The attending physician of Congress suggested that Mitch McConnell’s recent episodes of speechlessness were linked to “lightheadedness” caused by dehydration or lasting effects of a concussion the senator suffered in March.
But seven neurologists interviewed by the New York Times thought the episodes pointed to something more serious.
While several possibilities were suggested, including mini-strokes, doctors said that the spells appeared most consistent with focal seizures, which are electrical surges in one region of the brain.
These doctors also said that whether caused by seizures or mini-strokes or something else, spells like Mr. McConnell’s would not preclude most patients from working or socializing normally.
“Seizures have a stigma in our society, and that’s unfortunate because these are very brief electrical interruptions in behavior,” said Dr. Jeffrey Saver, a professor of neurology at U.C.L.A. “Between those rare episodes, which are usually well controlled with medicines, people function perfectly normally.”

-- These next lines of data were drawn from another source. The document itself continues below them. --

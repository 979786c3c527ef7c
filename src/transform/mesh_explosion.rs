//! Toggle explosion of MeSH headings.

use crate::error::Result;
use crate::query::Query;
use crate::transform::{TransformationKind, Transformer, rewrite_keywords};

/// For every MeSH heading, one variation with its explosion flag flipped.
#[derive(Debug, Clone, Default)]
pub struct MeshExplosionTransformer;

impl MeshExplosionTransformer {
    pub fn new() -> Self {
        MeshExplosionTransformer
    }
}

impl Transformer for MeshExplosionTransformer {
    fn kind(&self) -> TransformationKind {
        TransformationKind::MeshExplosion
    }

    fn apply(&self, query: &Query) -> Result<Vec<Query>> {
        Ok(rewrite_keywords(query, |keyword| {
            if keyword.is_mesh() {
                let exploded = !keyword.exploded();
                vec![keyword.clone().with_exploded(exploded).into()]
            } else {
                Vec::new()
            }
        }))
    }
}

#[cfg(test)]
mod tests {
    use super::*;
    use crate::query::{Field, Keyword};

    #[test]
    fn test_toggles_each_heading() {
        let query = Query::and(vec![
            Keyword::mesh("Diabetes Mellitus", true).into(),
            Keyword::new("insulin", [Field::Title]).into(),
            Keyword::mesh("Insulin", false).into(),
        ])
        .unwrap();

        let variations = MeshExplosionTransformer.apply(&query).unwrap();
        assert_eq!(variations.len(), 2);
        assert!(!variations[0].keywords()[0].exploded());
        assert!(!variations[0].keywords()[2].exploded());
        assert!(variations[1].keywords()[2].exploded());
    }

    #[test]
    fn test_no_headings() {
        let query: Query = Keyword::new("insulin", [Field::Title]).into();
        assert!(MeshExplosionTransformer.apply(&query).unwrap().is_empty());
    }
}
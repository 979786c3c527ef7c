//! Configuration for the QueryLens server and pipeline.
//!
//! Configuration is read from a TOML file; every section and field has a
//! default so an empty file (or no file) is a valid configuration.
//!
//! ```toml
//! [server]
//! bind = "127.0.0.1:5862"
//!
//! [evaluation]
//! mode = "judged_pool"
//! cache_scope = "session"
//!
//! [resources]
//! model = "plugin/querylens/balanced.json"
//! collection = "data/collection.jsonl"
//! ```

use std::fs;
use std::path::{Path, PathBuf};

use serde::{Deserialize, Serialize};

use crate::dialect::DEFAULT_DIALECT;
use crate::error::{QueryLensError, Result};

/// Main configuration structure.
#[derive(Debug, Clone, Serialize, Deserialize, Default)]
pub struct LensConfig {
    /// HTTP server configuration
    #[serde(default)]
    pub server: ServerConfig,

    /// Dialect configuration
    #[serde(default)]
    pub dialect: DialectConfig,

    /// Retrieval evaluation configuration
    #[serde(default)]
    pub evaluation: EvaluationConfig,

    /// Paths to heavyweight resources
    #[serde(default)]
    pub resources: ResourcesConfig,
}

impl LensConfig {
    /// Load configuration from a TOML file.
    pub fn load(path: &Path) -> Result<Self> {
        let content = fs::read_to_string(path).map_err(|e| {
            QueryLensError::config(format!("cannot read {}: {e}", path.display()))
        })?;
        Self::parse(&content)
    }

    /// Parse configuration from TOML text.
    pub fn parse(content: &str) -> Result<Self> {
        let config: LensConfig = toml::from_str(content)?;
        config.validate()?;
        Ok(config)
    }

    /// Check cross-field constraints.
    pub fn validate(&self) -> Result<()> {
        if self.evaluation.cache_scope == CacheScope::Shared && self.evaluation.cache_dir.is_none() {
            return Err(QueryLensError::config(
                "evaluation.cache_dir is required when cache_scope = \"shared\"",
            ));
        }
        if self.dialect.default.trim().is_empty() {
            return Err(QueryLensError::config("dialect.default must not be empty"));
        }
        Ok(())
    }

    /// Render as TOML.
    pub fn to_toml(&self) -> Result<String> {
        toml::to_string_pretty(self).map_err(|e| QueryLensError::config(e.to_string()))
    }
}

/// HTTP server configuration.
#[derive(Debug, Clone, Serialize, Deserialize)]
pub struct ServerConfig {
    /// Socket address to bind
    #[serde(default = "default_bind")]
    pub bind: String,

    /// Route the plugin is mounted on
    #[serde(default = "default_route")]
    pub route: String,
}

fn default_bind() -> String {
    "127.0.0.1:5862".to_string()
}

fn default_route() -> String {
    "/plugin/querylens".to_string()
}

impl Default for ServerConfig {
    fn default() -> Self {
        Self {
            bind: default_bind(),
            route: default_route(),
        }
    }
}

/// Dialect configuration.
#[derive(Debug, Clone, Serialize, Deserialize)]
pub struct DialectConfig {
    /// Dialect used when a request names an unknown one
    #[serde(default = "default_dialect")]
    pub default: String,
}

fn default_dialect() -> String {
    DEFAULT_DIALECT.to_string()
}

impl Default for DialectConfig {
    fn default() -> Self {
        Self {
            default: default_dialect(),
        }
    }
}

/// Where retrieval runs for evaluation.
#[derive(Debug, Clone, Copy, PartialEq, Eq, Serialize, Deserialize, Default)]
#[serde(rename_all = "snake_case")]
pub enum EvaluationMode {
    /// Retrieve from the full collection.
    Collection,
    /// Retrieve only among the judged documents of the session.
    #[default]
    JudgedPool,
}

/// Lifetime of cached retrieval results.
#[derive(Debug, Clone, Copy, PartialEq, Eq, Serialize, Deserialize, Default)]
#[serde(rename_all = "snake_case")]
pub enum CacheScope {
    /// Private to one connection, in memory.
    #[default]
    Session,
    /// Shared by all sessions and persisted to `cache_dir`.
    Shared,
}

/// Retrieval evaluation configuration.
#[derive(Debug, Clone, Serialize, Deserialize, Default)]
pub struct EvaluationConfig {
    /// Collection or judged-pool retrieval
    #[serde(default)]
    pub mode: EvaluationMode,

    /// Session or shared cache
    #[serde(default)]
    pub cache_scope: CacheScope,

    /// Directory for the shared cache
    #[serde(default)]
    pub cache_dir: Option<PathBuf>,
}

/// Paths to heavyweight resources. All optional.
#[derive(Debug, Clone, PartialEq, Eq, Serialize, Deserialize, Default)]
pub struct ResourcesConfig {
    /// Ranking model (JSON tree ensemble)
    #[serde(default)]
    pub model: Option<PathBuf>,

    /// MeSH ontology (`heading<TAB>tree number` lines)
    #[serde(default)]
    pub ontology: Option<PathBuf>,

    /// Concept embeddings (`CONCEPT v1 v2 ...` lines)
    #[serde(default)]
    pub embeddings: Option<PathBuf>,

    /// Term to concept mapping (`term<TAB>CONCEPT` lines)
    #[serde(default)]
    pub concept_mapping: Option<PathBuf>,

    /// Document collection (JSON lines)
    #[serde(default)]
    pub collection: Option<PathBuf>,
}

Dr. Anthony Kim said details such as the direction in which people’s eyes are pointed during such an episode offer potential clues about the cause. Noting that both recorded episodes were extremely similar with McConnell focusing in the distance and not speaking for about 30 seconds, led him to believe the most likely possibility was a seizure.
- Mini-strokes can cause brief periods of impaired speech, but rarely produce the same symptoms each time.
- Focal seizures, on the other hand, are often triggered by an irregularity in one specific part of the brain, and are known to stop patients dead in their tracks, seeming to cut them off from their surroundings. Patients can often respond reflexively to questions during such an episode.
- Seizures can be caused by a bleed in the brain or scarring from a previous traumatic injury. Previous strokes can also cause seizures.
- Seizures can be triggered by blood sugar abnormalities, but if someone has had two seizures that cannot be explained in that way, neurologists said that would typically be enough for a diagnosis of epilepsy.
Dr. Gavin Britz, a neurosurgeon at Houston Methodist, said he would want to exclude Parkinson’s disease, which can also cause freezing episodes.
All the neurologists found it difficult to believe that McConnell’s episodes were caused by dehydration, noting that other symptoms would be apparent, and the patient wouldn’t likely be upright and able to recover without fluids.